Slimane semblait moins atteint. Aucune blessure apparente. On l'avait ramassé, lui, sur un tas de cailloux, au bord de la carrière. Sa chéchia était prise sous un bloc qui avait dû tomber sur sa tête. Il respirait plus fort qu'Amer, et ses yeux aussi étaient fermés. Quelqu'un lui tâta le sommet du crâne et constata qu'il était mou comme celui d'un nourrisson. Slimane émit un faible gémissement, entrouvrit un œil qui se referma aussitôt puis sa main s'anima d'un mouvement régulier de va-et-vient, le long de son corps. Une seule main se promenait ainsi. Celle qui se trouvait du côté où l'on venait de découvrit la fracture. On eût dit que celui qui l'avait touché avait déclenché un mécanisme : les doigts s'ouvraient tout à fait au bas de leur course, puis se crispaient, semblaient tirer le bras qui remontait vers la poitrine. Alors, le poing fermé se détendait en hésitant et projetait brusquement le membre vers la cuisse. On resta ahuri devant ce mouvement inexplicable. Lorsqu'on tentait de l'immobiliser, on sentait que toute la force que pouvait encore avoir le malheureux s'était concentrée dans ce bras. Et de crainte de le faire souffrir davantage, on décida de le laisser tranquille.

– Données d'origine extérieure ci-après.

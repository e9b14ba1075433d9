//! Lockstep window reader over two raw YUV 4:2:0 streams.
//!
//! Each call to [`PlaneWindowReader::next_window`] reads one plane-sized
//! window from both inputs. Window sizes follow the frame layout (`area`,
//! then `area/4` twice), so both streams are always at the same byte offset.

use std::io::{self, Read};

use crate::geometry::{FrameGeometry, Plane};
use crate::PsnrError;

/// What to do when the two streams stop lining up.
#[derive(Debug, Clone, Copy, Default, PartialEq, Eq)]
pub enum ShortReadPolicy {
    /// Fail with [`PsnrError::ShortRead`] if either stream delivers fewer
    /// bytes than the window needs, or both end in the middle of a frame.
    #[default]
    Reject,
    /// Zero-pad short windows and keep going. A frame left incomplete when
    /// both streams end is dropped by the pipeline.
    ZeroFill,
}

/// A pair of equal-length plane windows, one from each stream.
///
/// Owned by the task that computes its difference once dispatched.
#[derive(Debug, Clone, PartialEq, Eq)]
pub struct Window {
    /// Plane the bytes belong to.
    pub plane: Plane,
    /// Zero-based frame index.
    pub frame: u64,
    /// Bytes from the first stream.
    pub first: Vec<u8>,
    /// Bytes from the second stream.
    pub second: Vec<u8>,
}

impl Window {
    /// Window length in bytes (same for both sides).
    #[inline]
    #[must_use]
    pub fn len(&self) -> usize {
        self.first.len()
    }

    #[inline]
    #[must_use]
    pub fn is_empty(&self) -> bool {
        self.first.is_empty()
    }
}

/// Reads plane windows from two streams in lockstep.
pub struct PlaneWindowReader<R0, R1> {
    first: R0,
    second: R1,
    geometry: FrameGeometry,
    policy: ShortReadPolicy,
    /// Bytes consumed in the current frame.
    count: usize,
    read_unit: usize,
    frame: u64,
    zero_filled: u64,
    finished: bool,
}

impl<R0: Read, R1: Read> PlaneWindowReader<R0, R1> {
    pub fn new(first: R0, second: R1, geometry: FrameGeometry, policy: ShortReadPolicy) -> Self {
        Self {
            first,
            second,
            geometry,
            policy,
            count: 0,
            read_unit: geometry.area(),
            frame: 0,
            zero_filled: 0,
            finished: false,
        }
    }

    /// Reads the next window, or `None` once both streams are exhausted.
    ///
    /// # Errors
    /// I/O errors from either stream, and [`PsnrError::ShortRead`] under
    /// [`ShortReadPolicy::Reject`].
    pub fn next_window(&mut self) -> Result<Option<Window>, PsnrError> {
        if self.finished {
            return Ok(None);
        }

        let len = self.read_unit;
        let mut first = vec![0u8; len];
        let mut second = vec![0u8; len];
        let got_first = read_full(&mut self.first, &mut first)?;
        let got_second = read_full(&mut self.second, &mut second)?;

        if got_first == 0 && got_second == 0 && self.count == 0 {
            self.finished = true;
            return Ok(None);
        }

        let plane = self.geometry.classify(self.count + len);
        if got_first < len || got_second < len {
            match self.policy {
                ShortReadPolicy::Reject => {
                    let (stream, actual) = if got_first <= got_second {
                        (0, got_first)
                    } else {
                        (1, got_second)
                    };
                    self.finished = true;
                    return Err(PsnrError::ShortRead {
                        stream,
                        frame: self.frame,
                        plane,
                        expected: len,
                        actual,
                    });
                }
                ShortReadPolicy::ZeroFill if got_first == 0 && got_second == 0 => {
                    // Both ended mid-frame; the caller sees `is_mid_frame()`.
                    self.finished = true;
                    return Ok(None);
                }
                ShortReadPolicy::ZeroFill => {
                    if self.zero_filled == 0 {
                        tracing::warn!(
                            frame = self.frame,
                            %plane,
                            expected = len,
                            first = got_first,
                            second = got_second,
                            "short read, zero-filling window"
                        );
                    }
                    self.zero_filled += 1;
                }
            }
        }

        self.count += len;
        let frame = self.frame;
        if self.geometry.is_frame_end(self.count) {
            self.count = 0;
            self.read_unit = self.geometry.area();
            self.frame += 1;
        } else {
            self.read_unit = self.geometry.chroma_len();
        }

        Ok(Some(Window {
            plane,
            frame,
            first,
            second,
        }))
    }

    /// Whether the reader stopped (or sits) partway through a frame.
    #[must_use]
    pub fn is_mid_frame(&self) -> bool {
        self.count != 0
    }

    /// Number of windows that were zero-padded.
    #[must_use]
    pub fn zero_filled_windows(&self) -> u64 {
        self.zero_filled
    }

    #[must_use]
    pub fn geometry(&self) -> &FrameGeometry {
        &self.geometry
    }
}

/// Reads until `buf` is full or the reader hits EOF. Returns bytes read.
fn read_full<R: Read>(reader: &mut R, buf: &mut [u8]) -> io::Result<usize> {
    let mut filled = 0;
    while filled < buf.len() {
        match reader.read(&mut buf[filled..]) {
            Ok(0) => break,
            Ok(n) => filled += n,
            Err(e) if e.kind() == io::ErrorKind::Interrupted => {}
            Err(e) => return Err(e),
        }
    }
    Ok(filled)
}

Lorsque les claies arrivèrent, on s'occupa d'abord de Slimane. On le plaça sur les roseaux, la tête sur le burnous. On lui passa un turban sur le ventre pour l'attacher à la claie ; un autre turban lui maintint les pieds ; ses mains furent laissées libres le long du corps. Mais son bras ne cessait de se mouvoir et lorsqu'on le souleva pour partir, ce bras avait l'air de donner aux porteurs le signal du départ et semblait vouloir régler leurs pas.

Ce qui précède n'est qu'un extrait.